Over time, what drives a currency is the demand for its nation's assets and services, and the outlook for Britain is good.
It's not just that U.K growth has been surprisingly robust. Britain was the fastest-growing Group of Seven nation in the third quarter, posting an annual rate of real GDP growth of 2.2 percent versus 1.7 percent for both the EU and Germany. This is at odds with a weakening currency.
Prospects for future expansion don't have to be doom and gloom. Chancellor of the Exchequer Philip Hammond has warned the EU that the U.K. can radically alter its competitive model to prevent long-term economic damage. Creating an offshore tax haven on the doorstep of Europe, particularly as the City now arranges the lion’s share of the continent's financing needs, certainly sets out the sharp edges of the negotiations.
While the increase in the value of foreign earnings from the pound’s weakness has been one of the major factors behind recent strength in the FTSE 100, the stronger economy has also lifted the index, and has also bought the more domestically inclined FTSE 250 along with it. A healthy domestic stock market is a good barometer on an improving outlook for real investors putting money to work.
The stability of the gilt market after Sunday's report also suggests that U.K. bond investors are sanguine on the outlook for the currency. To them, Monday's mayhem looks like a short-term blip, and the broader picture is more supportive. Bonds can be looked at as a forward pound -- you're lending pounds today in exchange for pounds tomorrow. The fact that foreign investors have mostly been net buyers of gilts since the referendum can be seen as a vote of confidence in the currency.
What's been surprising since the vote is how few M&A deals there have been to take advantage of the weaker pound, as my colleague Chris Hughes has argued. Any further weakness in the currency could shift this picture and spark a trend for more opportunistic acquisitions, which would benefit sterling.
At some point the euro is going to have to factor in the economic downside effect of the U.K. leaving, and that should create a drag on the single currency.

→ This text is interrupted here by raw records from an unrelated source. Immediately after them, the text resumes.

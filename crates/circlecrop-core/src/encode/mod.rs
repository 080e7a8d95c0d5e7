//! Export pipeline for Circle Crop.
//!
//! This module turns a rendered raster into a downloadable file:
//! - PNG with the circular transparency intact
//! - JPEG flattened onto white (JPEG has no alpha channel)
//! - A single-page PDF with the image across the page width
//!
//! # Architecture
//!
//! Encoding is pure: the same raster and options always give the same bytes.
//! Triggering the actual browser download is left to the caller.
//!
//! # Examples
//!
//! ```ignore
//! use circlecrop_core::encode::{export, FormatPolicy};
//! use circlecrop_core::PipelineConfig;
//!
//! let file = export(&raster, FormatPolicy::Png, &PipelineConfig::default()).unwrap();
//! assert_eq!(file.file_name, "cropped-image.png");
//! ```

mod jpeg;
mod pdf;
mod png;

use std::fmt;
use std::str::FromStr;

use serde::{Deserialize, Serialize};
use thiserror::Error;

use crate::config::PipelineConfig;
use crate::decode::RasterImage;
use crate::error::ParsePolicyError;

pub use jpeg::{composite_over_white, encode_jpeg, encode_jpeg_over_white};
pub use pdf::{encode_pdf, layout_on_page, PdfLayout, PdfPageSpec};
pub use png::encode_png;

/// Errors that can occur during encoding.
#[derive(Debug, Error)]
pub enum EncodeError {
    /// Pixel data length doesn't match expected dimensions
    #[error("Invalid pixel data: expected {expected} bytes, got {actual}")]
    InvalidPixelData { expected: usize, actual: usize },

    /// Width or height is zero
    #[error("Invalid dimensions: width ({width}) and height ({height}) must be non-zero")]
    InvalidDimensions { width: u32, height: u32 },

    /// The underlying encoder failed
    #[error("{format} encoding failed: {message}")]
    EncodingFailed {
        format: &'static str,
        message: String,
    },
}

/// Output file format.
#[derive(Debug, Clone, Copy, PartialEq, Eq, Default, Serialize, Deserialize)]
pub enum FormatPolicy {
    #[default]
    #[serde(rename = "png")]
    Png,
    #[serde(rename = "jpg", alias = "jpeg")]
    Jpeg,
    #[serde(rename = "pdf")]
    Pdf,
}

impl FormatPolicy {
    /// File extension without the dot.
    pub fn extension(self) -> &'static str {
        match self {
            FormatPolicy::Png => "png",
            FormatPolicy::Jpeg => "jpg",
            FormatPolicy::Pdf => "pdf",
        }
    }

    pub fn mime_type(self) -> &'static str {
        match self {
            FormatPolicy::Png => "image/png",
            FormatPolicy::Jpeg => "image/jpeg",
            FormatPolicy::Pdf => "application/pdf",
        }
    }
}

impl fmt::Display for FormatPolicy {
    fn fmt(&self, f: &mut fmt::Formatter<'_>) -> fmt::Result {
        f.write_str(self.extension())
    }
}

impl FromStr for FormatPolicy {
    type Err = ParsePolicyError;

    fn from_str(s: &str) -> Result<Self, Self::Err> {
        match s.trim().trim_start_matches('.').to_ascii_lowercase().as_str() {
            "png" => Ok(FormatPolicy::Png),
            "jpg" | "jpeg" => Ok(FormatPolicy::Jpeg),
            "pdf" => Ok(FormatPolicy::Pdf),
            _ => Err(ParsePolicyError::new("format", s)),
        }
    }
}

/// An encoded file ready to be saved.
#[derive(Debug, Clone, PartialEq, Eq)]
pub struct ExportedFile {
    /// Download name, e.g. `cropped-image.png`.
    pub file_name: String,
    pub mime_type: &'static str,
    pub bytes: Vec<u8>,
}

/// Encode a raster in the requested format.
pub fn export(
    image: &RasterImage,
    format: FormatPolicy,
    config: &PipelineConfig,
) -> Result<ExportedFile, EncodeError> {
    let bytes = match format {
        FormatPolicy::Png => encode_png(image)?,
        FormatPolicy::Jpeg => encode_jpeg_over_white(image, config.jpeg_quality)?,
        FormatPolicy::Pdf => encode_pdf(image, &config.pdf_page(), &config.file_base_name)?,
    };

    let file_name = config.file_name(format);
    log::debug!(
        "exported {}x{} raster as {file_name} ({} bytes)",
        image.width,
        image.height,
        bytes.len()
    );

    Ok(ExportedFile {
        file_name,
        mime_type: format.mime_type(),
        bytes,
    })
}

/// Check that an RGBA raster is encodable.
pub(crate) fn validate_raster(image: &RasterImage) -> Result<(), EncodeError> {
    if image.width == 0 || image.height == 0 {
        return Err(EncodeError::InvalidDimensions {
            width: image.width,
            height: image.height,
        });
    }

    let expected = image
        .expected_len()
        .ok_or(EncodeError::InvalidDimensions {
            width: image.width,
            height: image.height,
        })?;
    if image.pixels.len() != expected {
        return Err(EncodeError::InvalidPixelData {
            expected,
            actual: image.pixels.len(),
        });
    }

    Ok(())
}
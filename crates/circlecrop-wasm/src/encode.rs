//! Resize and export WASM bindings.
//!
//! # Functions
//!
//! - [`resize_to_policy`] - Apply a size policy (`"original"`, `"256"`, `"1080"`)
//! - [`export_image`] - Encode as `"png"`, `"jpg"` or `"pdf"`
//!
//! # Example
//!
//! ```typescript
//! import { resize_to_policy, export_image, download_file } from '@circlecrop/wasm';
//!
//! const sized = resize_to_policy(circle, '256');
//! const file = export_image(sized, 'jpg');
//! download_file(file);
//! ```

use crate::to_js_error;
use crate::types::{JsExportedFile, JsRasterImage};
use circlecrop_core::{apply_size_policy, export, FormatPolicy, PipelineConfig, SizePolicy};
use wasm_bindgen::prelude::*;

/// Resize an image according to a size policy.
///
/// `"original"` returns an unchanged copy; `"256"` and `"1080"` produce an
/// exactly square image of that side.
#[wasm_bindgen]
pub fn resize_to_policy(image: &JsRasterImage, policy: &str) -> Result<JsRasterImage, JsValue> {
    let policy: SizePolicy = policy.parse().map_err(to_js_error)?;
    let config = PipelineConfig::default();

    apply_size_policy(&image.to_raster(), policy, config.resize_filter)
        .map(JsRasterImage::from_raster)
        .map_err(to_js_error)
}

/// Encode an image for download with the default file naming.
///
/// PNG keeps the transparent corners; JPEG flattens them onto white; PDF
/// places the image across the width of an A4 page.
#[wasm_bindgen]
pub fn export_image(image: &JsRasterImage, format: &str) -> Result<JsExportedFile, JsValue> {
    let format: FormatPolicy = format.parse().map_err(to_js_error)?;

    export(&image.to_raster(), format, &PipelineConfig::default())
        .map(JsExportedFile::from_exported)
        .map_err(to_js_error)
}
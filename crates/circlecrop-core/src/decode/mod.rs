//! Image loading for Circle Crop.
//!
//! This module turns an uploaded file payload into a [`SourceImage`]: a
//! decoded RGBA raster with its natural dimensions plus the size it is shown
//! at in the crop widget.
//!
//! # Architecture
//!
//! Decoding is synchronous. In the browser the asynchronous part (reading the
//! `File`) happens in JavaScript before the bytes are handed to WASM; the
//! session's load tickets sequence those completions.
//!
//! # Examples
//!
//! ```ignore
//! use circlecrop_core::decode::decode_image;
//!
//! let bytes = std::fs::read("portrait.jpg").unwrap();
//! let source = decode_image(&bytes).unwrap();
//! println!("Decoded {}x{}", source.natural_width(), source.natural_height());
//! ```

mod loader;
mod types;

pub use loader::{decode_image, get_orientation};
pub use types::{
    DecodeError, FilterType, Orientation, RasterImage, SourceImage, BYTES_PER_PIXEL,
};

/// Advisory upload ceiling shown to the user (10 MB).
pub const DEFAULT_MAX_UPLOAD_BYTES: u64 = 10 * 1024 * 1024;

/// Whether a payload is over the advisory upload ceiling.
///
/// The limit is only surfaced as a warning; oversized files still load.
pub fn exceeds_upload_limit(len: u64, max_bytes: u64) -> bool {
    len > max_bytes
}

The picture isn't quite so straightforward with the dollar. The prospects for a stimulus-led growth pickup support continued strength in the greenback, though perhaps three rate increases from the Federal Reserve are already priced in. Still, President-elect Donald Trump’s indication that he'll arrange an early trade deal with Britain could pave the way for the pound to escape a permanent downward spiral versus the dollar. And any move by the Bank of England to back away from easing will substantially benefit the pound.
It always looks darkest just before dawn, but sterling's sunlit uplands may be beckoning just over the horizon.